Chronique de La Roque 2
La portée du bon mot du grand pianiste Arthur Schnabel ne pâlit pas avec le temps. Tant de musiciens, ont dans l’élan de l’enfance, parcouru Mozart au fil de la partition ! Et tant se sont trouvés paralysés dans la maturité par la complexité et la richesse d’une musique qui dit tant et déclame si peu. On ne trouve pas son équilibre en jouant Mozart, on joue vraiment Mozart quand on a trouvé son équilibre. Cela se mérite.

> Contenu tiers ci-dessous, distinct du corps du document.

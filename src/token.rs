// Copyright 2026 The Model Authors. All rights reserved.
// Use of this source code is governed by the Apache License,
// Version 2.0, that can be found in the LICENSE file.

use unicode_xid::UnicodeXID;

use crate::common::{EquationError, EquationResult};
use crate::eqn_err;

#[derive(Clone, Copy, Debug, PartialEq)]
pub enum Token<'input> {
    Ident(&'input str),
    Num(&'input str),
    Plus,
    Minus,
    Mul,
    Div,
    Exp,
    LParen,
    RParen,
    Comma,
    Tilde,
    Eq,
}

pub type Spanned<T> = (usize, T, usize);

/// Lexer for the equation mini-language.
///
/// Identifiers may contain dots: `plant.x1` is a single token, interpreted
/// later as a hierarchical path.
pub struct Lexer<'input> {
    text: &'input str,
    chars: std::iter::Peekable<std::str::CharIndices<'input>>,
}

fn is_ident_start(c: char) -> bool {
    c == '_' || UnicodeXID::is_xid_start(c)
}

fn is_ident_continue(c: char) -> bool {
    c == '_' || c == '.' || UnicodeXID::is_xid_continue(c)
}

impl<'input> Lexer<'input> {
    pub fn new(text: &'input str) -> Self {
        Lexer {
            text,
            chars: text.char_indices().peekable(),
        }
    }

    fn bump_while(&mut self, pred: fn(char) -> bool) -> usize {
        let mut end = self.text.len();
        while let Some(&(i, c)) = self.chars.peek() {
            if pred(c) {
                self.chars.next();
            } else {
                end = i;
                break;
            }
        }
        end
    }

    fn ident(&mut self, start: usize) -> Spanned<Token<'input>> {
        let end = self.bump_while(is_ident_continue);
        (start, Token::Ident(&self.text[start..end]), end)
    }

    fn number(&mut self, start: usize) -> EquationResult<Spanned<Token<'input>>> {
        let mut end = self.bump_while(|c| c.is_ascii_digit() || c == '.');
        // exponent part, e.g. 1e-6
        if let Some(&(i, c)) = self.chars.peek() {
            if c == 'e' || c == 'E' {
                let mut lookahead = self.chars.clone();
                lookahead.next();
                let ok = match lookahead.peek() {
                    Some(&(_, c2)) if c2 == '+' || c2 == '-' => {
                        lookahead.next();
                        matches!(lookahead.peek(), Some(&(_, c3)) if c3.is_ascii_digit())
                    }
                    Some(&(_, c2)) => c2.is_ascii_digit(),
                    None => false,
                };
                if ok {
                    self.chars.next(); // e
                    if let Some(&(_, c2)) = self.chars.peek() {
                        if c2 == '+' || c2 == '-' {
                            self.chars.next();
                        }
                    }
                    end = self.bump_while(|c| c.is_ascii_digit());
                } else {
                    end = i;
                }
            }
        }
        let s = &self.text[start..end];
        if s.parse::<f64>().is_err() {
            return eqn_err!(ExpectedNumber, start, end);
        }
        Ok((start, Token::Num(s), end))
    }
}

impl<'input> Iterator for Lexer<'input> {
    type Item = EquationResult<Spanned<Token<'input>>>;

    fn next(&mut self) -> Option<Self::Item> {
        loop {
            let (i, c) = *self.chars.peek()?;
            if c.is_whitespace() {
                self.chars.next();
                continue;
            }
            let simple = |tok| Some(Ok((i, tok, i + 1)));
            self.chars.next();
            return match c {
                '+' => simple(Token::Plus),
                '-' => simple(Token::Minus),
                '*' => simple(Token::Mul),
                '/' => simple(Token::Div),
                '^' => simple(Token::Exp),
                '(' => simple(Token::LParen),
                ')' => simple(Token::RParen),
                ',' => simple(Token::Comma),
                '~' => simple(Token::Tilde),
                '=' => simple(Token::Eq),
                c if is_ident_start(c) => Some(Ok(self.ident(i))),
                c if c.is_ascii_digit() || c == '.' => Some(self.number(i)),
                _ => Some(eqn_err!(InvalidToken, i, i + 1)),
            };
        }
    }
}

#[cfg(test)]
mod tests {
    use super::*;

    fn lex(text: &str) -> Vec<Token<'_>> {
        Lexer::new(text)
            .map(|r| r.unwrap())
            .map(|(_, tok, _)| tok)
            .collect()
    }

    #[test]
    fn test_simple_equation() {
        use Token::*;
        assert_eq!(
            lex("D(x) ~ -a*x"),
            vec![
                Ident("D"),
                LParen,
                Ident("x"),
                RParen,
                Tilde,
                Minus,
                Ident("a"),
                Mul,
                Ident("x"),
            ]
        );
    }

    #[test]
    fn test_dotted_idents() {
        use Token::*;
        assert_eq!(
            lex("gain1.output ~ gain2.input"),
            vec![Ident("gain1.output"), Tilde, Ident("gain2.input")]
        );
    }

    #[test]
    fn test_numbers() {
        use Token::*;
        assert_eq!(
            lex("0.5 + 1e-6 - 2E+3"),
            vec![Num("0.5"), Plus, Num("1e-6"), Minus, Num("2E+3")]
        );
        // an 'e' not followed by digits is a separate identifier
        assert_eq!(lex("2 e"), vec![Num("2"), Ident("e")]);
    }

    #[test]
    fn test_invalid_token() {
        let mut lexer = Lexer::new("a ? b");
        assert!(lexer.next().unwrap().is_ok());
        let err = lexer.next().unwrap().unwrap_err();
        assert_eq!(err.start, 2);
    }
}
// Copyright 2026 The Model Authors. All rights reserved.
// Use of this source code is governed by the Apache License,
// Version 2.0, that can be found in the LICENSE file.

//! A small library of reusable building blocks.
//!
//! Every factory returns an ordinary `Module` with its default ports
//! designated, so blocks compose through `connect_default`/`chain` as well
//! as by explicit port names.

use crate::common::Result;
use crate::model::Module;

/// Constant signal source: `signal ~ value`.
pub fn constant(name: &str, value: f64) -> Result<Module> {
    let mut m = Module::new(name);
    m.declare_param("value", value)?;
    m.declare_output("signal", value)?;
    m.add_equation("signal ~ value")?;
    m.set_default_output("signal")?;
    Ok(m)
}

/// Step source: 0 until `step_time`, then `height`.
pub fn step(name: &str, height: f64, step_time: f64) -> Result<Module> {
    let mut m = Module::new(name);
    m.declare_param("height", height)?;
    m.declare_param("step_time", step_time)?;
    m.declare_output("signal", 0.0)?;
    m.add_equation("signal ~ step(height, step_time)")?;
    m.set_default_output("signal")?;
    Ok(m)
}

/// Ramp source: 0 until `start_time`, then rising at `slope`.
pub fn ramp(name: &str, slope: f64, start_time: f64) -> Result<Module> {
    let mut m = Module::new(name);
    m.declare_param("slope", slope)?;
    m.declare_param("start_time", start_time)?;
    m.declare_output("signal", 0.0)?;
    m.add_equation("signal ~ ramp(slope, start_time)")?;
    m.set_default_output("signal")?;
    Ok(m)
}

/// Proportional gain: `output ~ k * input`.
pub fn gain(name: &str, k: f64) -> Result<Module> {
    let mut m = Module::new(name);
    m.declare_input("input", 0.0)?;
    m.declare_output("output", 0.0)?;
    m.declare_param("k", k)?;
    m.add_equation("output ~ k * input")?;
    m.set_default_input("input")?;
    m.set_default_output("output")?;
    Ok(m)
}

/// Pure integrator: `D(x) ~ input`, starting from `initial_value`.
pub fn integrator(name: &str, initial_value: f64) -> Result<Module> {
    let mut m = Module::new(name);
    m.declare_input("input", 0.0)?;
    m.declare_state("x", initial_value)?;
    m.declare_output("output", initial_value)?;
    m.add_equation("D(x) ~ input")?;
    m.add_equation("output ~ x")?;
    m.set_default_input("input")?;
    m.set_default_output("output")?;
    Ok(m)
}

/// Weighted sum of `signs.len()` inputs, named `input1..inputN`.
pub fn sum(name: &str, signs: &[f64]) -> Result<Module> {
    let mut m = Module::new(name);
    m.declare_output("output", 0.0)?;
    let mut terms: Vec<String> = Vec::with_capacity(signs.len());
    for (i, sign) in signs.iter().enumerate() {
        let input = format!("input{}", i + 1);
        m.declare_input(&input, 0.0)?;
        terms.push(format!("{sign}*{input}"));
    }
    m.add_equation(&format!("output ~ {}", terms.join(" + ")))?;
    m.set_default_output("output")?;
    Ok(m)
}

/// PID controller with a filtered derivative path.
///
/// The derivative of the error is approximated through a first-order
/// filter with time constant `filter_tau`.
pub fn pid(name: &str, kp: f64, ki: f64, kd: f64) -> Result<Module> {
    let mut m = Module::new(name);
    m.declare_input("error", 0.0)?;
    m.declare_output("output", 0.0)?;
    m.declare_state("integral", 0.0)?;
    m.declare_state("filtered", 0.0)?;
    m.declare_param("kp", kp)?;
    m.declare_param("ki", ki)?;
    m.declare_param("kd", kd)?;
    m.declare_param("filter_tau", 0.01)?;
    m.add_equation("D(integral) ~ ki * error")?;
    m.add_equation("D(filtered) ~ (error - filtered) / filter_tau")?;
    m.add_equation("output ~ kp * error + integral + kd * (error - filtered) / filter_tau")?;
    m.set_default_input("error")?;
    m.set_default_output("output")?;
    Ok(m)
}

/// Saturation: clamps its input into `[min_value, max_value]`.
pub fn limiter(name: &str, min_value: f64, max_value: f64) -> Result<Module> {
    let mut m = Module::new(name);
    m.declare_input("input", 0.0)?;
    m.declare_output("output", 0.0)?;
    m.declare_param("min_val", min_value)?;
    m.declare_param("max_val", max_value)?;
    m.add_equation("output ~ min(max(input, min_val), max_val)")?;
    m.set_default_input("input")?;
    m.set_default_output("output")?;
    Ok(m)
}

/// First-order lag: `tau * dx/dt = k * input - x`.
pub fn first_order(name: &str, k: f64, tau: f64) -> Result<Module> {
    let mut m = Module::new(name);
    m.declare_input("input", 0.0)?;
    m.declare_state("x", 0.0)?;
    m.declare_output("output", 0.0)?;
    m.declare_param("k", k)?;
    m.declare_param("tau", tau)?;
    m.add_equation("D(x) ~ (k * input - x) / tau")?;
    m.add_equation("output ~ x")?;
    m.set_default_input("input")?;
    m.set_default_output("output")?;
    Ok(m)
}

A fortiori, ses sonates pour piano. C’est un grand adulte de 18 ans qui écrit la sonate n°1. Que n’a-t-il pas composé à cet âge ? Etrangement tout. Mais rien d’essentiel pour le clavier seul. Il est loin le temps du prodige qu’on acclame et fête. Bientôt viendra le temps du doute et de l’amertume. Des sonates, il va en achever 18, de 1774 à 1789. Période charnière, avec l’apparition du pianoforte qui, doté de nouvelles ressources expressives, va rejeter un temps le clavecin dans l’ombre. Puis période esthétique. Un Mozart galant, épigone d’un Scarlatti ou d’un Haydn première manière, va rapidement trouver son style. Les dernières sonates anticipent Beethoven et Chopin et Schumann ne feront pas mystère de leur vénération pour ces œuvres. Suivre Mozart au fil de ces 18 stations, c’est mesurer toute la grandeur d’un génie en évolution (ici on ne dit pas « Work in progress »)

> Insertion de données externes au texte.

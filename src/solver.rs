// Copyright 2026 The Model Authors. All rights reserved.
// Use of this source code is governed by the Apache License,
// Version 2.0, that can be found in the LICENSE file.

//! The protocol between the modeling layer and a DAE-solving backend.
//!
//! A backend consumes the flattened model, reports what survived its
//! simplification pass, and integrates over a requested span while honoring
//! event breakpoints and zero-crossing watches. The crate ships one
//! reference backend (`vm`); anything matching these traits can stand in.

use std::collections::HashMap;

use crate::common::{Ident, Result};
use crate::compiler::FlatModel;
use crate::events::{Event, Patch};
use crate::results::Results;
use crate::sim_err;
use crate::variable::VarKind;

/// Solver-algorithm selector token.
#[derive(Clone, Copy, Debug, PartialEq, Eq, Hash)]
pub enum Method {
    Euler,
    RungeKutta4,
    /// Request a stiffness-appropriate implicit method; backends without one
    /// fall back to their best explicit method and say so.
    Stiff,
}

#[derive(Clone, Debug)]
pub struct SimSpecs {
    pub start: f64,
    pub stop: f64,
    pub dt: f64,
    pub save_step: Option<f64>,
    pub method: Method,
}

impl SimSpecs {
    pub fn new(start: f64, stop: f64, dt: f64) -> Self {
        SimSpecs {
            start,
            stop,
            dt,
            save_step: None,
            method: Method::RungeKutta4,
        }
    }

    pub fn with_save_step(mut self, save_step: f64) -> Self {
        self.save_step = Some(save_step);
        self
    }

    pub fn with_method(mut self, method: Method) -> Self {
        self.method = method;
        self
    }

    pub fn save_step(&self) -> f64 {
        match self.save_step {
            Some(s) if s > self.dt => s,
            _ => self.dt,
        }
    }

    pub fn validate(&self) -> Result<()> {
        if self.stop <= self.start {
            return sim_err!(BadSimSpecs, "end time has to be after start time".to_string());
        }
        if !(self.dt > 0.0) {
            return sim_err!(BadSimSpecs, "dt must be greater than 0".to_string());
        }
        Ok(())
    }
}

/// Per-run overrides of initial conditions and parameter values, keyed by
/// dotted qualified name.
#[derive(Clone, Debug, Default)]
pub struct Overrides {
    pub initial: HashMap<String, f64>,
    pub params: HashMap<String, f64>,
}

impl Overrides {
    pub fn new() -> Self {
        Default::default()
    }

    pub fn with_initial(mut self, name: &str, value: f64) -> Self {
        self.initial.insert(name.to_string(), value);
        self
    }

    pub fn with_param(mut self, name: &str, value: f64) -> Self {
        self.params.insert(name.to_string(), value);
        self
    }
}

pub struct SolveRequest<'a> {
    pub specs: &'a SimSpecs,
    pub overrides: &'a Overrides,
}

/// The live parameter store for one run.
///
/// Owned exclusively by the active integration; mutated only through event
/// patches applied between solver steps, never concurrently with a
/// right-hand-side evaluation.
#[derive(Clone, Debug)]
pub struct ParamStore {
    values: Vec<f64>,
    index: HashMap<Ident, usize>,
    kinds: HashMap<Ident, VarKind>,
}

impl ParamStore {
    pub fn new(flat: &FlatModel) -> Self {
        let mut values = Vec::new();
        let mut index = HashMap::new();
        let mut kinds = HashMap::new();
        for v in &flat.variables {
            kinds.insert(v.ident.clone(), v.kind);
            if v.kind == VarKind::Parameter {
                index.insert(v.ident.clone(), values.len());
                values.push(v.default);
            }
        }
        ParamStore {
            values,
            index,
            kinds,
        }
    }

    pub fn len(&self) -> usize {
        self.values.len()
    }

    pub fn is_empty(&self) -> bool {
        self.values.is_empty()
    }

    pub fn get(&self, name: &Ident) -> Option<f64> {
        self.index.get(name).map(|&i| self.values[i])
    }

    pub fn offset_of(&self, name: &Ident) -> Option<usize> {
        self.index.get(name).copied()
    }

    /// Overwrite one parameter; unknown names are an authoring error.
    pub fn set(&mut self, name: &Ident, value: f64) -> Result<()> {
        match self.index.get(name) {
            Some(&i) => {
                self.values[i] = value;
                Ok(())
            }
            None => sim_err!(
                DoesNotExist,
                format!("parameter {}", name.to_source_repr())
            ),
        }
    }

    pub fn values(&self) -> &[f64] {
        &self.values
    }

    fn check_target(&self, patch: &Patch) -> Result<()> {
        match self.kinds.get(&patch.target) {
            Some(VarKind::Parameter) => Ok(()),
            Some(kind) => sim_err!(
                BadPatchTarget,
                format!(
                    "{} is a {:?}; events may only patch parameters",
                    patch.target.to_source_repr(),
                    kind
                )
            ),
            None => sim_err!(
                BadPatchTarget,
                format!("{} is not a known variable", patch.target.to_source_repr())
            ),
        }
    }

    /// Apply a patch list atomically: either every target validates and all
    /// writes land, or nothing changes.
    pub fn apply_patches(&mut self, patches: &[Patch]) -> Result<()> {
        for patch in patches {
            self.check_target(patch)?;
        }
        for patch in patches {
            let off = self.index[&patch.target];
            self.values[off] = patch.value;
        }
        Ok(())
    }
}

/// The simplification half of the backend contract.
pub trait Backend {
    /// Run structural simplification over the flat model, producing a
    /// runnable form that reports which names were retained as unknowns and
    /// which are observed (recoverable) expressions.
    fn prepare(&self, flat: &FlatModel) -> Result<Box<dyn PreparedModel>>;
}

/// The runnable half: an immutable, prepared model that can be solved any
/// number of times.
pub trait PreparedModel {
    /// Retained unknowns with their columns in the result matrix.
    fn retained(&self) -> &[(Ident, usize)];

    /// Names eliminated by simplification but recoverable from retained
    /// unknowns.
    fn observed(&self) -> &[Ident];

    /// Integrate over the requested span, honoring event breakpoints and
    /// zero-crossing watches.
    fn solve(&self, req: &SolveRequest, events: &mut [Event]) -> Result<Results>;
}

#[cfg(test)]
mod tests {
    use super::*;
    use crate::common::{ErrorCode, canonicalize};
    use crate::compiler::flatten;
    use crate::model::{CompositeModule, Module, ModuleRegistry};

    fn flat_gain() -> FlatModel {
        let mut m = Module::new("amp");
        m.declare_input("input", 0.0).unwrap();
        m.declare_output("output", 0.0).unwrap();
        m.declare_param("k", 2.0).unwrap();
        m.add_equation("output ~ k * input").unwrap();

        let mut reg = ModuleRegistry::new();
        let id = reg.register(m).unwrap();
        let mut root = CompositeModule::new("root");
        root.add_module("amp", id).unwrap();
        flatten(&reg, &root).unwrap()
    }

    #[test]
    fn test_specs_validation() {
        assert!(SimSpecs::new(0.0, 1.0, 0.1).validate().is_ok());
        let err = SimSpecs::new(1.0, 1.0, 0.1).validate().unwrap_err();
        assert_eq!(err.code, ErrorCode::BadSimSpecs);
        let err = SimSpecs::new(0.0, 1.0, 0.0).validate().unwrap_err();
        assert_eq!(err.code, ErrorCode::BadSimSpecs);
    }

    #[test]
    fn test_save_step_floor() {
        let specs = SimSpecs::new(0.0, 1.0, 0.1);
        assert_eq!(specs.save_step(), 0.1);
        let specs = specs.with_save_step(0.5);
        assert_eq!(specs.save_step(), 0.5);
        let specs = SimSpecs::new(0.0, 1.0, 0.1).with_save_step(0.01);
        assert_eq!(specs.save_step(), 0.1);
    }

    #[test]
    fn test_param_store_patches() {
        let flat = flat_gain();
        let mut store = ParamStore::new(&flat);
        let k = canonicalize("amp.k");
        assert_eq!(store.get(&k), Some(2.0));

        store.apply_patches(&[Patch::new("amp.k", 5.0)]).unwrap();
        assert_eq!(store.get(&k), Some(5.0));

        // patching a non-parameter is rejected, and the whole list rolls back
        let err = store
            .apply_patches(&[Patch::new("amp.k", 7.0), Patch::new("amp.output", 1.0)])
            .unwrap_err();
        assert_eq!(err.code, ErrorCode::BadPatchTarget);
        assert_eq!(store.get(&k), Some(5.0));

        let err = store
            .apply_patches(&[Patch::new("nosuch.name", 0.0)])
            .unwrap_err();
        assert_eq!(err.code, ErrorCode::BadPatchTarget);
    }
}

Anne Queffélec et Jean-Claude Pennetier vont, en quatre récitals, donner l’intégrale des sonates (les 9, 11,12 et 14 août). Qui ne les a pas entendus, ne sait pas vraiment son Mozart. Parmi leurs grandes vertus, une nous touche : la simplicité. Encore une ? Le naturel, enfin leur naturel. Sous leurs doigts, on n’entend pas le Mozart qu’il faut entendre, mais le Mozart qu’on voudra entendre. Montrer mais ne pas démontrer...Chacun de nous fera son affaire de ses émotions, dans son intimité, l’ouïe connectée au cœur.

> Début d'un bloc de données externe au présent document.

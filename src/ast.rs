// Copyright 2026 The Model Authors. All rights reserved.
// Use of this source code is governed by the Apache License,
// Version 2.0, that can be found in the LICENSE file.

use std::collections::BTreeSet;

use crate::common::Ident;

// equations are strings typed by humans for a single
// variable -- u16 is long enough
#[derive(PartialEq, Clone, Copy, Debug, Default)]
pub struct Loc {
    pub start: u16,
    pub end: u16,
}

impl Loc {
    pub fn new(start: usize, end: usize) -> Self {
        Loc {
            start: start as u16,
            end: end as u16,
        }
    }

    pub fn union(&self, rhs: &Self) -> Self {
        Loc {
            start: self.start.min(rhs.start),
            end: self.end.max(rhs.end),
        }
    }
}

#[derive(PartialEq, Eq, Clone, Copy, Debug)]
pub enum UnaryOp {
    Negative,
}

#[derive(PartialEq, Eq, Clone, Copy, Debug)]
pub enum BinaryOp {
    Add,
    Sub,
    Mul,
    Div,
    Exp,
}

// we use Boxes here because we may walk and rewrite ASTs a number of times,
// and we want to avoid copying and reallocating subexpressions all over
// the place.
#[derive(PartialEq, Clone, Debug)]
pub enum Expr {
    Const(String, f64, Loc),
    Var(Ident, Loc),
    App(Ident, Vec<Expr>, Loc),
    Op1(UnaryOp, Box<Expr>, Loc),
    Op2(BinaryOp, Box<Expr>, Box<Expr>, Loc),
}

impl Expr {
    pub fn get_loc(&self) -> Loc {
        match self {
            Expr::Const(_, _, loc) => *loc,
            Expr::Var(_, loc) => *loc,
            Expr::App(_, _, loc) => *loc,
            Expr::Op1(_, _, loc) => *loc,
            Expr::Op2(_, _, _, loc) => *loc,
        }
    }

    #[cfg(test)]
    pub(crate) fn strip_loc(self) -> Self {
        let loc = Loc::default();
        match self {
            Expr::Const(s, n, _loc) => Expr::Const(s, n, loc),
            Expr::Var(v, _loc) => Expr::Var(v, loc),
            Expr::App(func, args, _loc) => Expr::App(
                func,
                args.into_iter().map(|arg| arg.strip_loc()).collect(),
                loc,
            ),
            Expr::Op1(op, r, _loc) => Expr::Op1(op, Box::new(r.strip_loc()), loc),
            Expr::Op2(op, l, r, _loc) => {
                Expr::Op2(op, Box::new(l.strip_loc()), Box::new(r.strip_loc()), loc)
            }
        }
    }

    /// The set of variable identifiers referenced by this expression.
    pub fn identifiers(&self, out: &mut BTreeSet<Ident>) {
        match self {
            Expr::Const(_, _, _) => {}
            Expr::Var(id, _) => {
                out.insert(id.clone());
            }
            Expr::App(_, args, _) => {
                for arg in args {
                    arg.identifiers(out);
                }
            }
            Expr::Op1(_, r, _) => r.identifiers(out),
            Expr::Op2(_, l, r, _) => {
                l.identifiers(out);
                r.identifiers(out);
            }
        }
    }

    /// Rewrite all variable references under a namespace prefix.
    ///
    /// `t` and `time` are reserved for the simulation clock and stay
    /// unqualified.
    pub fn qualified(&self, prefix: &Ident) -> Expr {
        match self {
            Expr::Const(s, n, loc) => Expr::Const(s.clone(), *n, *loc),
            Expr::Var(id, loc) if is_time_ident(id) => Expr::Var(id.clone(), *loc),
            Expr::Var(id, loc) => Expr::Var(Ident::join(prefix, id), *loc),
            Expr::App(func, args, loc) => Expr::App(
                func.clone(),
                args.iter().map(|arg| arg.qualified(prefix)).collect(),
                *loc,
            ),
            Expr::Op1(op, r, loc) => Expr::Op1(*op, Box::new(r.qualified(prefix)), *loc),
            Expr::Op2(op, l, r, loc) => Expr::Op2(
                *op,
                Box::new(l.qualified(prefix)),
                Box::new(r.qualified(prefix)),
                *loc,
            ),
        }
    }
}

/// A parsed equation.
///
/// `D(x) ~ rhs` integrates `x`; `x ~ rhs` defines `x` algebraically;
/// anything else (e.g. `0 ~ g(...)`) is an implicit constraint, carried for
/// backends that can handle it.
#[derive(PartialEq, Clone, Debug)]
pub enum Equation {
    Derivative(Ident, Expr, Loc),
    Definition(Ident, Expr, Loc),
    Constraint(Expr, Expr, Loc),
}

impl Equation {
    pub fn get_loc(&self) -> Loc {
        match self {
            Equation::Derivative(_, _, loc) => *loc,
            Equation::Definition(_, _, loc) => *loc,
            Equation::Constraint(_, _, loc) => *loc,
        }
    }

    /// All variable identifiers this equation mentions, targets included.
    pub fn identifiers(&self) -> BTreeSet<Ident> {
        let mut out = BTreeSet::new();
        match self {
            Equation::Derivative(target, rhs, _) | Equation::Definition(target, rhs, _) => {
                out.insert(target.clone());
                rhs.identifiers(&mut out);
            }
            Equation::Constraint(lhs, rhs, _) => {
                lhs.identifiers(&mut out);
                rhs.identifiers(&mut out);
            }
        }
        out
    }

    /// Rewrite the whole equation under a namespace prefix.
    pub fn qualified(&self, prefix: &Ident) -> Equation {
        match self {
            Equation::Derivative(target, rhs, loc) => {
                Equation::Derivative(Ident::join(prefix, target), rhs.qualified(prefix), *loc)
            }
            Equation::Definition(target, rhs, loc) => {
                Equation::Definition(Ident::join(prefix, target), rhs.qualified(prefix), *loc)
            }
            Equation::Constraint(lhs, rhs, loc) => {
                Equation::Constraint(lhs.qualified(prefix), rhs.qualified(prefix), *loc)
            }
        }
    }
}

/// True for the reserved simulation-clock identifiers.
pub fn is_time_ident(id: &Ident) -> bool {
    matches!(id.as_str(), "t" | "time")
}

pub fn pretty(expr: &Expr) -> String {
    match expr {
        Expr::Const(s, _, _) => s.clone(),
        Expr::Var(id, _) => id.to_source_repr(),
        Expr::App(func, args, _) => {
            let args: Vec<String> = args.iter().map(pretty).collect();
            format!("{}({})", func, args.join(", "))
        }
        Expr::Op1(UnaryOp::Negative, r, _) => format!("-{}", pretty(r)),
        Expr::Op2(op, l, r, _) => {
            let op = match op {
                BinaryOp::Add => "+",
                BinaryOp::Sub => "-",
                BinaryOp::Mul => "*",
                BinaryOp::Div => "/",
                BinaryOp::Exp => "^",
            };
            format!("({} {} {})", pretty(l), op, pretty(r))
        }
    }
}

#[cfg(test)]
mod tests {
    use super::*;
    use crate::common::canonicalize;

    #[test]
    fn test_loc_basics() {
        let a = Loc { start: 3, end: 7 };
        assert_eq!(a, Loc::new(3, 7));

        let b = Loc { start: 4, end: 11 };
        assert_eq!(Loc::new(3, 11), a.union(&b));
    }

    #[test]
    fn test_identifiers() {
        let expr = Expr::Op2(
            BinaryOp::Mul,
            Box::new(Expr::Var(canonicalize("k"), Loc::default())),
            Box::new(Expr::Var(canonicalize("x"), Loc::default())),
            Loc::default(),
        );
        let eqn = Equation::Derivative(canonicalize("x"), expr, Loc::default());
        let ids = eqn.identifiers();
        assert_eq!(ids.len(), 2);
        assert!(ids.contains("k"));
        assert!(ids.contains("x"));
    }

    #[test]
    fn test_qualified() {
        let eqn = Equation::Definition(
            canonicalize("output"),
            Expr::Var(canonicalize("input"), Loc::default()),
            Loc::default(),
        );
        let q = eqn.qualified(&canonicalize("amp"));
        match q {
            Equation::Definition(target, Expr::Var(rhs, _), _) => {
                assert_eq!(target.as_str(), "amp·output");
                assert_eq!(rhs.as_str(), "amp·input");
            }
            _ => panic!("expected definition"),
        }
    }

    #[test]
    fn test_pretty() {
        let expr = Expr::Op2(
            BinaryOp::Add,
            Box::new(Expr::Const("1".to_string(), 1.0, Loc::default())),
            Box::new(Expr::Op1(
                UnaryOp::Negative,
                Box::new(Expr::Var(canonicalize("a.b"), Loc::default())),
                Loc::default(),
            )),
            Loc::default(),
        );
        assert_eq!(pretty(&expr), "(1 + -a.b)");
    }
}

Nous les connaissons bien ces artistes.
A ce degré de « bonté musicale » leur interprétation se passe de commentaires.
« Ecoute et tu sera récompensé » dit la Bible.
Ps qui n’a (presque) rien à voir :
Près de la buvette, quelques instants avant le récital de Lang Lang qui débutait avec justement la sonate K 330 de Mozart, un portable sonne et fait entendre quelques mesures de la Marche Turque. Le virtuose chinois s’interrompant au profit d’un pianiste SFR non programmé… on en frémit. A ce propos, signe des temps, les portables ne sonnent plus et le public attend l’imprévisible dernier bis pour quitter ces gradins si sonores quand on les dévale trop tôt mais si utiles pour manifester notre enthousiasme et rappeler les artistes qui nous ont enchanté.
C’est toujours trop tôt pour quitter la planète piano.